* [INSTRUCTIONS FOR THE TASK]: I need every line of the material below that includes the string "expected".

* [ENTRIES SUPPLIED]:

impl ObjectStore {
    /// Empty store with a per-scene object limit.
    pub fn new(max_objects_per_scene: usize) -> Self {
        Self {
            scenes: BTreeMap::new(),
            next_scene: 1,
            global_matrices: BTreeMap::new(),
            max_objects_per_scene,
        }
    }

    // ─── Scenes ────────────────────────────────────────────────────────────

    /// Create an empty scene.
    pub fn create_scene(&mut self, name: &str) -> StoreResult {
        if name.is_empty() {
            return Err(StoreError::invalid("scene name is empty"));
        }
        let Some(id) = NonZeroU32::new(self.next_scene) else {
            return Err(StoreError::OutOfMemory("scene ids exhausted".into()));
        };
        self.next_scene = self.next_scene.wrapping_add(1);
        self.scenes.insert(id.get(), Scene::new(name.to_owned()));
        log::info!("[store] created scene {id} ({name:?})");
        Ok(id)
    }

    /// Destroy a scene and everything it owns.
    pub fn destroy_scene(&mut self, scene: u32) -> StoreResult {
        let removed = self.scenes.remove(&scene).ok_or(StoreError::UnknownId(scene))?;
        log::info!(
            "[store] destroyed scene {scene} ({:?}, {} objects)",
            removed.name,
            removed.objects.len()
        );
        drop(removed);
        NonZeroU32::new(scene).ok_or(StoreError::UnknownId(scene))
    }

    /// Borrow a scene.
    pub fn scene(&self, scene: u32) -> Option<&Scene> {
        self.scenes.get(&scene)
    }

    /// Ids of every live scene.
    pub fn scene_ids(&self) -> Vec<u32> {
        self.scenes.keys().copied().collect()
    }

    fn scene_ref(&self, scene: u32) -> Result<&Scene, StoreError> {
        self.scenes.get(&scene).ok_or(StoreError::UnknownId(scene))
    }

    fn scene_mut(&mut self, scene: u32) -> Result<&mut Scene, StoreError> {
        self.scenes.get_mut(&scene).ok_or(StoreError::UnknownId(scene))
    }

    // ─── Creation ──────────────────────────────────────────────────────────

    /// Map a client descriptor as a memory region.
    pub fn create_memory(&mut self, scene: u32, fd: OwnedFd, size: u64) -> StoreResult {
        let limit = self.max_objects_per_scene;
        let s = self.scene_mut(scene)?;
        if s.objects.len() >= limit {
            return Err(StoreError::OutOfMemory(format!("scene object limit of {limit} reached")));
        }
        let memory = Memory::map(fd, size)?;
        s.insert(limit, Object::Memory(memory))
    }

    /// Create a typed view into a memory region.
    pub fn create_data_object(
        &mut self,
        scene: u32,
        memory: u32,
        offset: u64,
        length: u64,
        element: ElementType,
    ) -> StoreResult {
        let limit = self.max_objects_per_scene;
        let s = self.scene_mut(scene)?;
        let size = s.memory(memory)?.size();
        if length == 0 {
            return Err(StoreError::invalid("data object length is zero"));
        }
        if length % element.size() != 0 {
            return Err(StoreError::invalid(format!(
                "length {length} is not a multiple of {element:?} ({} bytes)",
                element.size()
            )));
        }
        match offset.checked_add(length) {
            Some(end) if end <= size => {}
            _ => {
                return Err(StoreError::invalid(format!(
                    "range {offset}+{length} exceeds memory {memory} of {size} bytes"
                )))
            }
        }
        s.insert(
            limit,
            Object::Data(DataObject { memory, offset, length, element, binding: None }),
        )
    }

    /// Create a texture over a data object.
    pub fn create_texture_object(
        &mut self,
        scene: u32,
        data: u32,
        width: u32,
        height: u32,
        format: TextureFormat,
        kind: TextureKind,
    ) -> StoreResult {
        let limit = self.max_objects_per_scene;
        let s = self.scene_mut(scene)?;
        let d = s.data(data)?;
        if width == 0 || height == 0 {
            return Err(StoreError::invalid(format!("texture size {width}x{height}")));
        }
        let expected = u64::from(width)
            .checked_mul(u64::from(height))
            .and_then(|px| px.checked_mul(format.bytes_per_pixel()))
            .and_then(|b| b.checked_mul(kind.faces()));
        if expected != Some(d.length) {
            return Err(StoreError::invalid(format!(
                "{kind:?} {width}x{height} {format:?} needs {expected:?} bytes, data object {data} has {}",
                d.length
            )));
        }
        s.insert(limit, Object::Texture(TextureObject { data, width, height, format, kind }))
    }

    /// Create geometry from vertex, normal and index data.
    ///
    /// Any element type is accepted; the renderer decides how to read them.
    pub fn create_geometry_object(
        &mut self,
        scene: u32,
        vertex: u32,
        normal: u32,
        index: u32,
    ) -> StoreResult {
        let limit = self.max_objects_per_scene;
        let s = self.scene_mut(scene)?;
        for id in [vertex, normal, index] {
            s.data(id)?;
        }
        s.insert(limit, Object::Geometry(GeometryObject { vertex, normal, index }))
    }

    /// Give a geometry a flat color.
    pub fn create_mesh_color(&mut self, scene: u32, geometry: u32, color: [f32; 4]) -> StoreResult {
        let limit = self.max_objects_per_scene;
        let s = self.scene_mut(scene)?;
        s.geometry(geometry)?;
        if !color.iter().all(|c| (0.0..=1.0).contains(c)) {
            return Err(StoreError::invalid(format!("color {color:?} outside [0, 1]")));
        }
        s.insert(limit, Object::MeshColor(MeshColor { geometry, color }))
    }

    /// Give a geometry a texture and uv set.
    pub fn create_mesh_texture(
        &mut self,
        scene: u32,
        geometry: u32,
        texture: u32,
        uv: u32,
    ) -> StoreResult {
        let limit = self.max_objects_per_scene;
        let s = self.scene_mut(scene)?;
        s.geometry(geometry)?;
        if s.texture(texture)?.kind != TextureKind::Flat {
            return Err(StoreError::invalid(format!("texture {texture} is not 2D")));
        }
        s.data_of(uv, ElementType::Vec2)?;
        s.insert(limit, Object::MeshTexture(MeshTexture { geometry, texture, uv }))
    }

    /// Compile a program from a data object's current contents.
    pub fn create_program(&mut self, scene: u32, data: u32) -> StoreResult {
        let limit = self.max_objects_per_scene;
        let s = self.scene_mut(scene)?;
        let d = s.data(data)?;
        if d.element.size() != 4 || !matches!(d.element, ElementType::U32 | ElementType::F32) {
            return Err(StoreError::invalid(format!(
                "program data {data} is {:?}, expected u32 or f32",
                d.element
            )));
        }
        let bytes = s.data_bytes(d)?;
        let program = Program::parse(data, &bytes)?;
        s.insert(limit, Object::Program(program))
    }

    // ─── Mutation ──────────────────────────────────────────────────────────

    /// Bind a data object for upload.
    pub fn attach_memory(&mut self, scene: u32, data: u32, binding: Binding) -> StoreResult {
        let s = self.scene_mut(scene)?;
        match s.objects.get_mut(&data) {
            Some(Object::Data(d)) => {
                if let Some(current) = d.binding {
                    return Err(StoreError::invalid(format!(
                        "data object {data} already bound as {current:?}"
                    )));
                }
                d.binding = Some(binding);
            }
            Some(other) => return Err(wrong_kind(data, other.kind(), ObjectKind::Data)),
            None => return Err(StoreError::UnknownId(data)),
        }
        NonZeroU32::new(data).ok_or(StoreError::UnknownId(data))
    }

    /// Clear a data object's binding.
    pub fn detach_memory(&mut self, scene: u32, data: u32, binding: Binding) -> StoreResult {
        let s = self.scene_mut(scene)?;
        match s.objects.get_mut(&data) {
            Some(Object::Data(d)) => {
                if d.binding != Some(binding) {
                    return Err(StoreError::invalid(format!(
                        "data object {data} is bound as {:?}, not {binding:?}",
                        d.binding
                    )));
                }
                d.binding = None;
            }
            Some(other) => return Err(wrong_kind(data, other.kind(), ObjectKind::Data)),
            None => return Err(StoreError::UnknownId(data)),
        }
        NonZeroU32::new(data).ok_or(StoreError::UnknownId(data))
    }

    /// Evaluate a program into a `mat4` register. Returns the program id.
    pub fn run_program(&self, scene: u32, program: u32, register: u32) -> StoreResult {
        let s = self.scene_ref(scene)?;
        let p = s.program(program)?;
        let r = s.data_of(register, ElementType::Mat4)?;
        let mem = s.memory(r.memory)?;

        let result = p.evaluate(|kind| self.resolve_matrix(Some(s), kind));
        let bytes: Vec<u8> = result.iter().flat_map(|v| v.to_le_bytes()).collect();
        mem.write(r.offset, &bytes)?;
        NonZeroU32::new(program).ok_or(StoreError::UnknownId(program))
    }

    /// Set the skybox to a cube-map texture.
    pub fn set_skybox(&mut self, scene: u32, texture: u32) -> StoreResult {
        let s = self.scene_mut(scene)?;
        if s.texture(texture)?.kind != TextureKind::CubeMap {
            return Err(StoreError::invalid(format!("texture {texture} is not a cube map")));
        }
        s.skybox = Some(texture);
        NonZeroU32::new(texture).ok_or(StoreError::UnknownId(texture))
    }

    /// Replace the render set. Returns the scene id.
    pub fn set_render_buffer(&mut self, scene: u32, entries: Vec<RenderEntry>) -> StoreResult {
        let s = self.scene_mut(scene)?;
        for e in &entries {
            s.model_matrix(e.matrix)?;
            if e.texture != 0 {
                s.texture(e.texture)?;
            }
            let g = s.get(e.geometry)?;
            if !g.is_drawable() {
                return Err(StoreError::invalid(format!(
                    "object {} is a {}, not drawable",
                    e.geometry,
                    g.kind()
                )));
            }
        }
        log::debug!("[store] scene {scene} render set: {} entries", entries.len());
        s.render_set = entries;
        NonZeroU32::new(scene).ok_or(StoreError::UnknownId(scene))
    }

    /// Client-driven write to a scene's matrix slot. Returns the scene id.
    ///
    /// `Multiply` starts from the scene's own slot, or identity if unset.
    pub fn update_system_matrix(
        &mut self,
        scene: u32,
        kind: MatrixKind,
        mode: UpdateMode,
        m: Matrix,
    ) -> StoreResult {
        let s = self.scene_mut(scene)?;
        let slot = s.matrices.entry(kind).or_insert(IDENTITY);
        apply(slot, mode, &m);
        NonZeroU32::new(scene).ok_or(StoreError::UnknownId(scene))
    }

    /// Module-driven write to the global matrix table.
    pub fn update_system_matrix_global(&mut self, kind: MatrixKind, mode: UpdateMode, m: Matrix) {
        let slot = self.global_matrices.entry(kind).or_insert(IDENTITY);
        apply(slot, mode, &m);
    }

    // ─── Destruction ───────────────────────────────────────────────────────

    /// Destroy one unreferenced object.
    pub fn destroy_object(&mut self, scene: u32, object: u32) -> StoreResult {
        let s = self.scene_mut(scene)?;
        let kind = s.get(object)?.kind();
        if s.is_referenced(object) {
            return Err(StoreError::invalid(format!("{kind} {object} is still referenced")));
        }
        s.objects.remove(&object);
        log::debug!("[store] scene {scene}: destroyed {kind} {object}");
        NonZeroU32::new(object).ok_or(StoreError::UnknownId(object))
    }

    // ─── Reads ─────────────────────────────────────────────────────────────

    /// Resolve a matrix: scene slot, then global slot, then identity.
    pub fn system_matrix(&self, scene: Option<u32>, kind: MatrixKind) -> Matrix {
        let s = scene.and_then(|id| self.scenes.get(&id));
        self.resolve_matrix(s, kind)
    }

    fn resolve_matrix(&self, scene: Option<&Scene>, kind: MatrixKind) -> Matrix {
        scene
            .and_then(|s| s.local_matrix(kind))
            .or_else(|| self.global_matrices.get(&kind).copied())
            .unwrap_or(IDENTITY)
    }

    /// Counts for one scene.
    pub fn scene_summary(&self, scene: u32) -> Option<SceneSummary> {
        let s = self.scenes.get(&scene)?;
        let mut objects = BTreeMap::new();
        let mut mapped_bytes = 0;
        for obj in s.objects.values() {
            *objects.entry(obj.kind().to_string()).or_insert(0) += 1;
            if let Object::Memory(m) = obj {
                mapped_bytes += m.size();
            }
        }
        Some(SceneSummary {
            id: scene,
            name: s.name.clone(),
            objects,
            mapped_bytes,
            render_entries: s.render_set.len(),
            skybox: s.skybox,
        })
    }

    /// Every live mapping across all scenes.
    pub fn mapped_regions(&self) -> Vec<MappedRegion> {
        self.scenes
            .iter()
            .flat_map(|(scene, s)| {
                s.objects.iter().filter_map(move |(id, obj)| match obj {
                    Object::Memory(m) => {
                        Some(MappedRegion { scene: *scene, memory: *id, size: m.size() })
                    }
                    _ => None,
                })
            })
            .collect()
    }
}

* [RESPONSE TO THE EXERCISE]:
        let expected = u64::from(width)
        if expected != Some(d.length) {
                "{kind:?} {width}x{height} {format:?} needs {expected:?} bytes, data object {data} has {}",
                "program data {data} is {:?}, expected u32 or f32",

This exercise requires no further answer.